--- INFORMATION GIVEN Enclosed Below ---

//! Main application configuration
//!
//! This module defines the primary configuration structures for the autohost
//! bot, including environment variable loading, TOML files and validation.

use crate::config::lobby::LobbySettings;
use anyhow::{anyhow, Context, Result};
use serde::{Deserialize, Serialize};
use std::env;
use std::path::Path;
use std::time::Duration;

/// Main application configuration
#[derive(Debug, Clone, Default, Serialize, Deserialize)]
#[serde(default)]
pub struct AppConfig {
    pub service: ServiceSettings,
    pub bancho: BanchoSettings,
    pub lobby: LobbySettings,
}

/// Service-level settings
#[derive(Debug, Clone, Serialize, Deserialize)]
#[serde(default)]
pub struct ServiceSettings {
    /// Service name for logging and metrics
    pub name: String,
    /// Log level (trace, debug, info, warn, error)
    pub log_level: String,
    /// Serve /health and /metrics
    pub enable_health_server: bool,
    /// Port for health check endpoint
    pub health_port: u16,
}

/// Bancho connection settings
#[derive(Debug, Clone, Serialize, Deserialize)]
#[serde(default)]
pub struct BanchoSettings {
    /// IRC gateway host
    pub host: String,
    /// IRC gateway port
    pub port: u16,
    /// osu! username the bot logs in as
    pub username: String,
    /// IRC password from https://osu.ppy.sh/home/account/edit#legacy-api
    pub password: String,
    /// osu! API v1 key used for star rating lookups
    pub api_key: String,
    /// Base URL of the osu! web API
    pub api_base_url: String,
    /// Connection and login timeout in seconds
    pub connect_timeout_seconds: u64,
}

impl Default for ServiceSettings {
    fn default() -> Self {
        Self {
            name: "osu-autohost".to_string(),
            log_level: "info".to_string(),
            enable_health_server: false,
            health_port: 8080,
        }
    }
}

impl Default for BanchoSettings {
    fn default() -> Self {
        Self {
            host: "irc.ppy.sh".to_string(),
            port: 6667,
            username: String::new(),
            password: String::new(),
            api_key: String::new(),
            api_base_url: "https://osu.ppy.sh/api".to_string(),
            connect_timeout_seconds: 30,
        }
    }
}

impl AppConfig {
    /// Load configuration from environment variables with fallback to defaults
    pub fn from_env() -> Result<Self> {
        let mut config = Self::default();
        config.apply_env()?;
        validate_config(&config)?;
        Ok(config)
    }

    /// Load configuration from a TOML file, then apply environment overrides
    pub fn from_file(path: &Path) -> Result<Self> {
        let contents = std::fs::read_to_string(path)
            .with_context(|| format!("Failed to read config file {}", path.display()))?;

        let mut config = Self::from_toml_str(&contents)?;
        config.apply_env()?;
        validate_config(&config)?;
        Ok(config)
    }

    /// Parse a TOML document; missing fields fall back to defaults
    pub fn from_toml_str(contents: &str) -> Result<Self> {
        toml::from_str(contents).context("Failed to parse TOML configuration")
    }

    fn apply_env(&mut self) -> Result<()> {
        // Service settings
        if let Ok(log_level) = env::var("LOG_LEVEL") {
            self.service.log_level = log_level;
        }
        if let Ok(enable) = env::var("ENABLE_HEALTH_SERVER") {
            self.service.enable_health_server = enable
                .parse()
                .map_err(|_| anyhow!("Invalid ENABLE_HEALTH_SERVER value: {}", enable))?;
        }
        if let Ok(port) = env::var("HEALTH_PORT") {
            self.service.health_port = port
                .parse()
                .map_err(|_| anyhow!("Invalid HEALTH_PORT value: {}", port))?;
        }

        // Bancho settings
        if let Ok(user) = env::var("OSU_USER") {
            self.bancho.username = user;
        }
        if let Ok(pass) = env::var("OSU_PASS") {
            self.bancho.password = pass;
        }
        if let Ok(key) = env::var("API_KEY") {
            self.bancho.api_key = key;
        }
        if let Ok(host) = env::var("IRC_HOST") {
            self.bancho.host = host;
        }
        if let Ok(port) = env::var("IRC_PORT") {
            self.bancho.port = port
                .parse()
                .map_err(|_| anyhow!("Invalid IRC_PORT value: {}", port))?;
        }

        // Lobby settings
        if let Ok(name) = env::var("LOBBY_NAME") {
            self.lobby.name = name;
        }

        Ok(())
    }

    /// Get connect timeout as Duration
    pub fn connect_timeout(&self) -> Duration {
        Duration::from_secs(self.bancho.connect_timeout_seconds)
    }

    /// Address of the IRC gateway
    pub fn irc_address(&self) -> String {
        format!("{}:{}", self.bancho.host, self.bancho.port)
    }
}

/// Validate configuration values
pub fn validate_config(config: &AppConfig) -> Result<()> {
    // Validate log level
    match config.service.log_level.to_lowercase().as_str() {
        "trace" | "debug" | "info" | "warn" | "error" => {}
        _ => return Err(anyhow!("Invalid log level: {}", config.service.log_level)),
    }

    // Validate ports
    if config.service.enable_health_server && config.service.health_port == 0 {
        return Err(anyhow!("Health port cannot be 0"));
    }
    if config.bancho.port == 0 {
        return Err(anyhow!("IRC port cannot be 0"));
    }

    // Validate credentials
    if config.bancho.username.is_empty() {
        return Err(anyhow!("osu! username is not set (OSU_USER)"));
    }
    if config.bancho.password.is_empty() {
        return Err(anyhow!("IRC password is not set (OSU_PASS)"));
    }
    if config.bancho.host.is_empty() {
        return Err(anyhow!("IRC host cannot be empty"));
    }
    if config.bancho.connect_timeout_seconds == 0 {
        return Err(anyhow!("Connect timeout must be greater than 0"));
    }

    // Validate lobby settings
    if config.lobby.name.trim().is_empty() {
        return Err(anyhow!("Lobby name cannot be empty"));
    }
    if !(1..=16).contains(&config.lobby.slots) {
        return Err(anyhow!(
            "Lobby slots must be between 1 and 16, got {}",
            config.lobby.slots
        ));
    }

    Ok(())
}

--- End of Enclosed INFORMATION GIVEN ---

PROBLEM TO WORK ON: State how many lines of the entries above include the word "password", offering no text other than the number.

SOLUTION FOR THIS TASK: 6